Random Jibberish at gigs, my OPINION is, this has to be done, i like to get the banter, i LOVE to talk, i do it well, it works

Fighting on the internet: well, it never ends, no one is ever willing to back down, here everyone sis a witness to it, so the ego's take over and run rampant, hey, im an offender, i dont like backing down, why...... drum and ace drum and bass drum and ace on the bass (been a while since last i spealed that)

Personnal tastes: We all like differant things, some people hate modern music, some people hate childish behaviour (i must be hated then) some people hate random jibberish (hhhmmm me again maybe?) some people hate cover bands(seeing a pattern here......) some people hate marmite (its a love hate thing there) everyone loves duress (this is a fact of life  :: )

Finally, id like to wish all the wannabe duress acts well at the big gig and any other gigs you all take part in, GAME ON KIDDOS'S

Ah, the good ole days of me and Pablo, ITS AWESOME

LOVE TO JUDE AND THE MAYDAYS and hit me with the good ole back office boom stick, HOOOOOOHAAAAAAAA

OH WELL, BACK TO XBOX LIVE I GO.........

----------


## Gleber2

If only all could see as clear as ye. :: 
You're my hero Reeve.

----------


## Jeid



----------


## the_big_mac

Woo Hoo, this thread is getting heated.  I'm off work and all my mates are working so i quite fancy an argument!

Gleber, I agree with Jeid when it comes to your attitude to other Musicians in this county. You come across as having a holier than thou mind set when speaking to you.  You haven't the first idea about the style astronot are producing, or why they are doing it.  You judge folk on their technical ability as if no-one could match yours.  Open up your ears and go to some other gigs, you're in for a shock! There is some real talent up here for the first time in years.  We are enjoying the re-birth of a music scene (at long last!) and you've come out of retirement and criticized everything since.  Why?

I went to see you in the Newmarket a couple of Sundays ago, now, you don't play anything like what i listen to, but to be fair you were a pretty good damn band.  However, that being said you didn't exactly get me jumping up and down.  Most of the afternoon was spent speaking to old friends and other musicians I haven't seen in a while.  You were providing great background music with no real excitement.  For the exception of Chobbers solo for which I applaud!  I actually walked away from someone in mid conversation to watch it.  But that was it, one real moment of excitement.  I must stress that im not a great fan of country or blues, so maybe thats why I couldnt get all that excited about what I was listening to, or maybe its because I've heard it all before from thousands of different artists and the appeal has been lost on me.

So thats my critical view of your band, based on personal and professional opinion. Maybe you should go and see Astronot on the 24th, then you could form an opinion on them that is based on their music rather than on what you think of Jeids attitude. Yes, Atsronot are not as technically gifted as you and your son, but by god they know how to put on a show, and how to write original material that folk actually want to listen to.  And that, as far as im concerned, is more than any other band has done up here........ever! 

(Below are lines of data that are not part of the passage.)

//! Gapless playback of model audio
//!
//! The model streams short PCM segments that must play back-to-back with no
//! audible gap or overlap. [`PlaybackScheduler`] owns the scheduling math
//! over an [`OutputSink`] seam; [`DeviceOutput`] is the cpal-backed sink used
//! in production. Tests drive the scheduler with a fake sink and a manual
//! clock.

mod device;
mod scheduler;

pub use device::DeviceOutput;
pub use scheduler::{OutputSink, PlaybackScheduler, SegmentId};

/// Errors from the playback device
#[derive(Debug, Clone)]
pub enum PlaybackError {
    NoOutputDevice,
    NoSupportedConfig,
    StreamCreationFailed(String),
}

impl std::fmt::Display for PlaybackError {
    fn fmt(&self, f: &mut std::fmt::Formatter<'_>) -> std::fmt::Result {
        match self {
            PlaybackError::NoOutputDevice => write!(f, "No audio output device found"),
            PlaybackError::NoSupportedConfig => {
                write!(f, "No supported audio output configuration")
            }
            PlaybackError::StreamCreationFailed(e) => {
                write!(f, "Failed to create audio output stream: {}", e)
            }
        }
    }
}

impl std::error::Error for PlaybackError {}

I'll leave this post on one note, Gleber, you should learn some humility from your son.  He's a top bloke whom I cannot fault.  With his exceptional talent it would be easy for him to be as big headed as you, but he is not.  He can understand and respect different styles of music and criticize or praise fairly.  Something you clearly cannot do.

----------


## Gleber2

I respect your opinion, but, like Jeid you base so much of your conclusions on stories you have got from many other sources. However that is your opinion and you are entitled to it even though you are wrong on so many points. Perhaps you should discuss the situation with my son and perhaps he, speaking from a knowledge of me and my music spanning his entire life, might put you right on a few points. After all, he was educated,brought up and introduced to music by me and it has been said many times that one can judge the man by his children.

----------


## the_big_mac

> I respect your opinion, but, like Jeid you base so much of your conclusions on stories you have got from many other sources. However that is your opinion and you are entitled to it even though you are wrong on so many points. Perhaps you should discuss the situation with my son and perhaps he, speaking from a knowledge of me and my music spanning his entire life, might put you right on a few points. After all, he was educated,brought up and introduced to music by me and it has been said many times that one can judge the man by his children.

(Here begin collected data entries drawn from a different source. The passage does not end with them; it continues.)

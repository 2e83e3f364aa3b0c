//! Persona configuration for a live session
//!
//! A persona is chosen once per session: the system instruction text, the
//! voice the model speaks with, and the response modality. Changing any of
//! them means tearing the session down and starting a new one; there is no
//! in-place reconfiguration.
//!
//! Jade and Luiza are instruction-level personas: they speak with the Kore
//! voice but carry their own system instruction.

use once_cell::sync::Lazy;

const CREATOR_INFO: &str = "Você foi criado por Paulo Marks. O nome da plataforma é Hypley e deve \
     ser pronunciado em português brasileiro como 'Hip-lei'.";

static BASE_INSTRUCTION: Lazy<String> = Lazy::new(|| {
    format!(
        "IDENTIDADE: HYPLEY - SEU CONSULTOR SÊNIOR DE ELITE\n\
         {CREATOR_INFO}\n\
         Você é HYPLEY, uma inteligência artificial sofisticada, empática e altamente proativa.\n\
         Seu tom é o de um mentor experiente que guia o usuário com elegância e precisão técnica.\n\
         Linguagem: Português do Brasil impecável."
    )
});

static JADE_INSTRUCTION: Lazy<String> = Lazy::new(|| {
    format!(
        "IDENTIDADE: HYPLEY JADE - SUA ASSISTENTE CARIOCA CARINHOSA\n\
         {CREATOR_INFO}\n\
         Você é Hypley Jade. Você é carinhosa, envolvente e tem um sotaque carioca carregado.\n\
         Personalidade: use gírias do Rio de Janeiro como \"coé\", \"mermão\", \"papo reto\", \"vambora\".\n\
         Afeto: trate o usuário com muito carinho e termos como \"meu querido\", \"anjo\", \"lindo\".\n\
         Linguagem: Português do Brasil com sotaque do Rio de Janeiro."
    )
});

static LUIZA_INSTRUCTION: Lazy<String> = Lazy::new(|| {
    format!(
        "IDENTIDADE: HYPLEY LUIZA - SUA ASSISTENTE PAULISTA CARINHOSA\n\
         {CREATOR_INFO}\n\
         Você é Hypley Luiza. Você é carinhosa, envolvente e tem um sotaque paulistano forte \
         (\"meu\", \"tipo assim\", \"entendeu?\", \"mano\").\n\
         Personalidade: fale de forma charmosa, elegante mas muito afetuosa.\n\
         Afeto: trate o usuário com termos como \"meu amor\", \"vida\", \"querido\", \"anjo\".\n\
         Linguagem: Português do Brasil com sotaque forte de São Paulo."
    )
});

/// Guidance for sessions with the screen feed active
const VISION_INSTRUCTION: &str = "DIRETRIZES VISUAIS FUNDAMENTAIS\n\
     Analise o feed de vídeo com precisão.\n\
     GATILHO DE MARCAÇÃO: SÓ use <highlight>{\"x\":..., \"y\":...}</highlight> se o usuário \
     disser \"PRINT\", \"FOTO\", \"CAPTURA\" ou \"MARQUE\".";

/// Voices the assistant can speak with
#[derive(Debug, Clone, Copy, PartialEq, Eq, Default)]
pub enum Voice {
    #[default]
    Kore,
    Zephyr,
    Fenrir,
    Puck,
    Charon,
    /// Carioca persona, plays back with the Kore voice
    Jade,
    /// Paulista persona, plays back with the Kore voice
    Luiza,
}

impl Voice {
    /// Parse a stored voice name; unknown names fall back to the default
    pub fn from_name(name: &str) -> Self {
        match name {
            "Kore" => Voice::Kore,
            "Zephyr" => Voice::Zephyr,
            "Fenrir" => Voice::Fenrir,
            "Puck" => Voice::Puck,
            "Charon" => Voice::Charon,
            "Jade" => Voice::Jade,
            "Luiza" => Voice::Luiza,
            other => {
                log::warn!("Unknown voice {:?}, falling back to Kore", other);
                Voice::Kore
            }
        }
    }

    /// Name stored in settings and shown in the picker
    pub fn name(&self) -> &'static str {
        match self {
            Voice::Kore => "Kore",
            Voice::Zephyr => "Zephyr",
            Voice::Fenrir => "Fenrir",
            Voice::Puck => "Puck",
            Voice::Charon => "Charon",
            Voice::Jade => "Jade",
            Voice::Luiza => "Luiza",
        }
    }

    /// Voice name sent on the wire; the persona voices map to Kore
    pub fn wire_name(&self) -> &'static str {
        match self {
            Voice::Jade | Voice::Luiza => "Kore",
            other => other.name(),
        }
    }
}

/// What the model streams back
#[derive(Debug, Clone, Copy, PartialEq, Eq, Default)]
pub enum ResponseModality {
    #[default]
    Audio,
    Text,
}

impl ResponseModality {
    pub fn as_str(&self) -> &'static str {
        match self {
            ResponseModality::Audio => "AUDIO",
            ResponseModality::Text => "TEXT",
        }
    }
}

/// Immutable configuration selected at session start
#[derive(Debug, Clone)]
pub struct PersonaConfig {
    pub system_instruction: String,
    pub voice: Voice,
    pub response_modality: ResponseModality,
}

impl PersonaConfig {
    /// Compose the configuration for a voice
    ///
    /// Jade and Luiza select their own instruction preset; every other
    /// voice uses `agent_instruction` when given, the base preset otherwise.
    /// The vision guidance is always appended so a mid-session screen-share
    /// toggle needs no reconfiguration.
    pub fn for_voice(voice: Voice, agent_instruction: Option<&str>) -> Self {
        let persona = match voice {
            Voice::Jade => JADE_INSTRUCTION.as_str(),
            Voice::Luiza => LUIZA_INSTRUCTION.as_str(),
            _ => agent_instruction.unwrap_or(BASE_INSTRUCTION.as_str()),
        };

        Self {
            system_instruction: format!("{}\n{}", persona, VISION_INSTRUCTION),
            voice,
            response_modality: ResponseModality::Audio,
        }
    }
}

impl Default for PersonaConfig {
    fn default() -> Self {
        Self::for_voice(Voice::Kore, None)
    }
}

#[cfg(test)]
mod tests {
    use super::*;

    #[test]
    fn test_voice_round_trips_through_name() {
        for voice in [
            Voice::Kore,
            Voice::Zephyr,
            Voice::Fenrir,
            Voice::Puck,
            Voice::Charon,
            Voice::Jade,
            Voice::Luiza,
        ] {
            assert_eq!(Voice::from_name(voice.name()), voice);
        }
    }

    #[test]
    fn test_unknown_voice_falls_back_to_kore() {
        assert_eq!(Voice::from_name("Andromeda"), Voice::Kore);
    }

    #[test]
    fn test_persona_voices_play_back_as_kore() {
        assert_eq!(Voice::Jade.wire_name(), "Kore");
        assert_eq!(Voice::Luiza.wire_name(), "Kore");
        assert_eq!(Voice::Fenrir.wire_name(), "Fenrir");
    }

    #[test]
    fn test_jade_overrides_agent_instruction() {
        let config = PersonaConfig::for_voice(Voice::Jade, Some("custom agent"));
        assert!(config.system_instruction.contains("JADE"));
        assert!(!config.system_instruction.contains("custom agent"));
    }

    #[test]
    fn test_agent_instruction_used_for_plain_voices() {
        let config = PersonaConfig::for_voice(Voice::Zephyr, Some("Especialista em Meta Ads"));
        assert!(config.system_instruction.starts_with("Especialista em Meta Ads"));
    }

    #[test]
    fn test_vision_guidance_always_appended() {
        for voice in [Voice::Kore, Voice::Jade] {
            let config = PersonaConfig::for_voice(voice, None);
            assert!(config.system_instruction.contains("DIRETRIZES VISUAIS"));
        }
    }

    #[test]
    fn test_default_modality_is_audio() {
        assert_eq!(PersonaConfig::default().response_modality.as_str(), "AUDIO");
    }
}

Sorry, what part of my stories have I concluded from many other sources?

And what could i discuss with chobbers, its obvious in the great Astronot vs J Fats band adventure that he would side with you given your his Dad and he plays in the band!  Also, im sure he wouldnt want to argue with me in the merits of your caithness muso God status, as once again he would not back down, being your son, and I would not concede as I obvoiusly dont agree with your opinions. I suggested you take a leaf out of his book regarding humility, not how he's turned out as a musician (without any argument im sure everyone would agree that he's got them beat on technical ability in every department!)

----------


## Gleber2

> Sorry, what part of my stories have I concluded from many other sources?
> 
> And what could i discuss with chobbers, its obvious in the great Astronot vs J Fats band adventure that he would side with you given your his Dad and he plays in the band! Also, im sure he wouldnt want to argue with me in the merits of your caithness muso God status, as once again he would not back down, being your son, and I would not concede as I obvoiusly dont agree with your opinions. I suggested you take a leaf out of his book regarding humility, not how he's turned out as a musician (without any argument im sure everyone would agree that he's got them beat on technical ability in every department!)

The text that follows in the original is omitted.